Give the number of lines in the records below that include the word "reinforcement", and add nothing to it.

DATA FOR THIS TASK:
________

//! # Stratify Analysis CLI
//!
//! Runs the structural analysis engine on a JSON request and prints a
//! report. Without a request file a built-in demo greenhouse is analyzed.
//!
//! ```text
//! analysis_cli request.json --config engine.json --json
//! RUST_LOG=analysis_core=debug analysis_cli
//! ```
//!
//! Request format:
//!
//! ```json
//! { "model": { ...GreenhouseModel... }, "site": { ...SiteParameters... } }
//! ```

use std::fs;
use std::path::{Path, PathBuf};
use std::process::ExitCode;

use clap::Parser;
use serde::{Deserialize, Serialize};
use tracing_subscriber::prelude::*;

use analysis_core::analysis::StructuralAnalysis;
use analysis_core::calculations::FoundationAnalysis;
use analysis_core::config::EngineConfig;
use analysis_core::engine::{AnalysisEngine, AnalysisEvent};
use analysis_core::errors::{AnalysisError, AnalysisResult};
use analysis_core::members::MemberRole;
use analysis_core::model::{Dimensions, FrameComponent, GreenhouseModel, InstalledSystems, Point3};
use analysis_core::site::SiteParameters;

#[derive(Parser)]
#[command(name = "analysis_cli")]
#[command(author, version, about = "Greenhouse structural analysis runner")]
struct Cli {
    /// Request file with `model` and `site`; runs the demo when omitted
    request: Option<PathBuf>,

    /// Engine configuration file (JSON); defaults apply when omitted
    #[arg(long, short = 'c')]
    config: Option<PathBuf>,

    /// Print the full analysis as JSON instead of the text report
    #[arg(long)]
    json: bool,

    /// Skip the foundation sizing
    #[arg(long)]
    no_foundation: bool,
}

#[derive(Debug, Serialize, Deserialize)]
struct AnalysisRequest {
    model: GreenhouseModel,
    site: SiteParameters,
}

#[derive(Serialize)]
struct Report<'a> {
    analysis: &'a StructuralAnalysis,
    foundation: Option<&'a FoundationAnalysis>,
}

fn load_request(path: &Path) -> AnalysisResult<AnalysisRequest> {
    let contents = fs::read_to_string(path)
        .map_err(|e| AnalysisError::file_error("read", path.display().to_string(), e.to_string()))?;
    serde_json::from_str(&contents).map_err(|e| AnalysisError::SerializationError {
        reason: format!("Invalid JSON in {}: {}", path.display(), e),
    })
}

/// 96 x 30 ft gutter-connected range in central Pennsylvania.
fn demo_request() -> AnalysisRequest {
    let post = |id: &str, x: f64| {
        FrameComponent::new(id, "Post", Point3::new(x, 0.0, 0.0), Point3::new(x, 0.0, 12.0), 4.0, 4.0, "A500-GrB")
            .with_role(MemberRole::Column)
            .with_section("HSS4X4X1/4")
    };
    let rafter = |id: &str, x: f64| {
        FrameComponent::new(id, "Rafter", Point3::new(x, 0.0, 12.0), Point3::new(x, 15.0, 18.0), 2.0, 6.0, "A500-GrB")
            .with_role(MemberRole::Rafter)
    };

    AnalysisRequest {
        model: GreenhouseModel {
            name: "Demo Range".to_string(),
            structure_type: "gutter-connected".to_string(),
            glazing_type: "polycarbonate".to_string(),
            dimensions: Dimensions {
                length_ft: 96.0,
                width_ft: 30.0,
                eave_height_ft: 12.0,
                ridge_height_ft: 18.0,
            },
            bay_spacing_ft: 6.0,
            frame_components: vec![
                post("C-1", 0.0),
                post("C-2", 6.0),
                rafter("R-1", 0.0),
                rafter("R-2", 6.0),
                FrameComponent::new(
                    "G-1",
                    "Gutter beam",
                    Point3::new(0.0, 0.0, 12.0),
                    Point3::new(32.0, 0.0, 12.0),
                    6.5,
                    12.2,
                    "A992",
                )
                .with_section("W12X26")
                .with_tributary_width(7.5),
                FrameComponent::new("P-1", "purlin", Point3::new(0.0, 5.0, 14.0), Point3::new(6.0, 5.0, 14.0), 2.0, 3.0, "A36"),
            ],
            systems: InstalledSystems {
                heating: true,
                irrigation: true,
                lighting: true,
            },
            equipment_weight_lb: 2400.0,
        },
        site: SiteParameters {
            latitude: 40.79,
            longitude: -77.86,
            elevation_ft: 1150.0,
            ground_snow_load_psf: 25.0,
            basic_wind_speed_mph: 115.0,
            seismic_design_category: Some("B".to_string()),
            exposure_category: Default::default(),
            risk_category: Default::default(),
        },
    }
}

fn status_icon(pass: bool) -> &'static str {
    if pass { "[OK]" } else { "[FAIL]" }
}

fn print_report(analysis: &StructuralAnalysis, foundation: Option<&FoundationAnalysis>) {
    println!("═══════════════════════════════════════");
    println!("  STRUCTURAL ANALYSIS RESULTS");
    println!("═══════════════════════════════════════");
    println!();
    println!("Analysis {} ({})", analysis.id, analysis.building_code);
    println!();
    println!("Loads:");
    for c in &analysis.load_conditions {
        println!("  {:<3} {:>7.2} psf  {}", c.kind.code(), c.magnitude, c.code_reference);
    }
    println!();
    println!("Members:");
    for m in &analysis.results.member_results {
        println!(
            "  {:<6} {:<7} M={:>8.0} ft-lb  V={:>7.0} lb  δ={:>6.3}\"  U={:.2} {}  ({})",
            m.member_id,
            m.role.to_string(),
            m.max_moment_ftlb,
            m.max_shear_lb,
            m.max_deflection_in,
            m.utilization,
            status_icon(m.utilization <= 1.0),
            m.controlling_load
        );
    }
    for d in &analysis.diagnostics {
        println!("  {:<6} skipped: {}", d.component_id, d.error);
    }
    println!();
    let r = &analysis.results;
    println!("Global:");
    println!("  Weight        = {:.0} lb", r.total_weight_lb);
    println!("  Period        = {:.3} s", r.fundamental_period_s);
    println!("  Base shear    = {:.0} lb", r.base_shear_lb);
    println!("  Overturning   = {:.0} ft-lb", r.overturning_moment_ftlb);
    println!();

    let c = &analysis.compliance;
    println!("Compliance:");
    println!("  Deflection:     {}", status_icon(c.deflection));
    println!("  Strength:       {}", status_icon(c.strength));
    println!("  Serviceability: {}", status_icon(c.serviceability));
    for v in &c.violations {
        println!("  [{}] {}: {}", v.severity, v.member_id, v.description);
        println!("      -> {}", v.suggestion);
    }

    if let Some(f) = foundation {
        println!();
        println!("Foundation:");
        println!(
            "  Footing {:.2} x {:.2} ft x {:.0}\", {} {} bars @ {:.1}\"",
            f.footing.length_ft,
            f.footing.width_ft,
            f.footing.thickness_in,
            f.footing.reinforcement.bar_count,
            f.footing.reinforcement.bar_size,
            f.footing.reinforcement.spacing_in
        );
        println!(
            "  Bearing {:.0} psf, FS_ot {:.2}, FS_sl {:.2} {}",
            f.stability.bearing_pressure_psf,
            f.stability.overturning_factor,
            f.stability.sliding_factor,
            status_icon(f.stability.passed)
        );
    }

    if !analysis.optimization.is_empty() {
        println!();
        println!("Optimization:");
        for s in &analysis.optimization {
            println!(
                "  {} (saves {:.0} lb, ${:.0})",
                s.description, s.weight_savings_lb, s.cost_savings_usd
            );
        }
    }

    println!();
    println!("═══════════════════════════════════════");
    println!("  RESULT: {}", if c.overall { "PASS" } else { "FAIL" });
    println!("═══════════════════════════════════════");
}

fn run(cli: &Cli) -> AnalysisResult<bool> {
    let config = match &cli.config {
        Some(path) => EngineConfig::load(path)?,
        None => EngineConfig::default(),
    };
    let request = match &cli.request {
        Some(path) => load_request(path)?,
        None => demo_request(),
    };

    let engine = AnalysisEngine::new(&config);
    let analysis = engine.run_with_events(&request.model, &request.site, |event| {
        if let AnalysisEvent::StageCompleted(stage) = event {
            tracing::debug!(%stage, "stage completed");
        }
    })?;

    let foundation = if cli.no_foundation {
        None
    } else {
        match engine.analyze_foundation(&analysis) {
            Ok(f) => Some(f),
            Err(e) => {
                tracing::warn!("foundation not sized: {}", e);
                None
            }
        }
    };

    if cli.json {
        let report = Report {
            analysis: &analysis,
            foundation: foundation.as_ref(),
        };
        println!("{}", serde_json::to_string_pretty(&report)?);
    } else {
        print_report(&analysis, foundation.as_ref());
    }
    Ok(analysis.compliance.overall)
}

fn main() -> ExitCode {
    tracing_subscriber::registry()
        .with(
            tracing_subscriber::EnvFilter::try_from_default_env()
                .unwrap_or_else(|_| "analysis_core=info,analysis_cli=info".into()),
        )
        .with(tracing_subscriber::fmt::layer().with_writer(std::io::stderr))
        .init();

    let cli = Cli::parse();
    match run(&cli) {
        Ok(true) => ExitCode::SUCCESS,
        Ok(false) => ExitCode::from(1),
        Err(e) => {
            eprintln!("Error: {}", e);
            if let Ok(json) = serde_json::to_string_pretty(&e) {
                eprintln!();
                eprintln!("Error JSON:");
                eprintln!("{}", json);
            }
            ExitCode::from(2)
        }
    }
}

________

SOLUTION:
3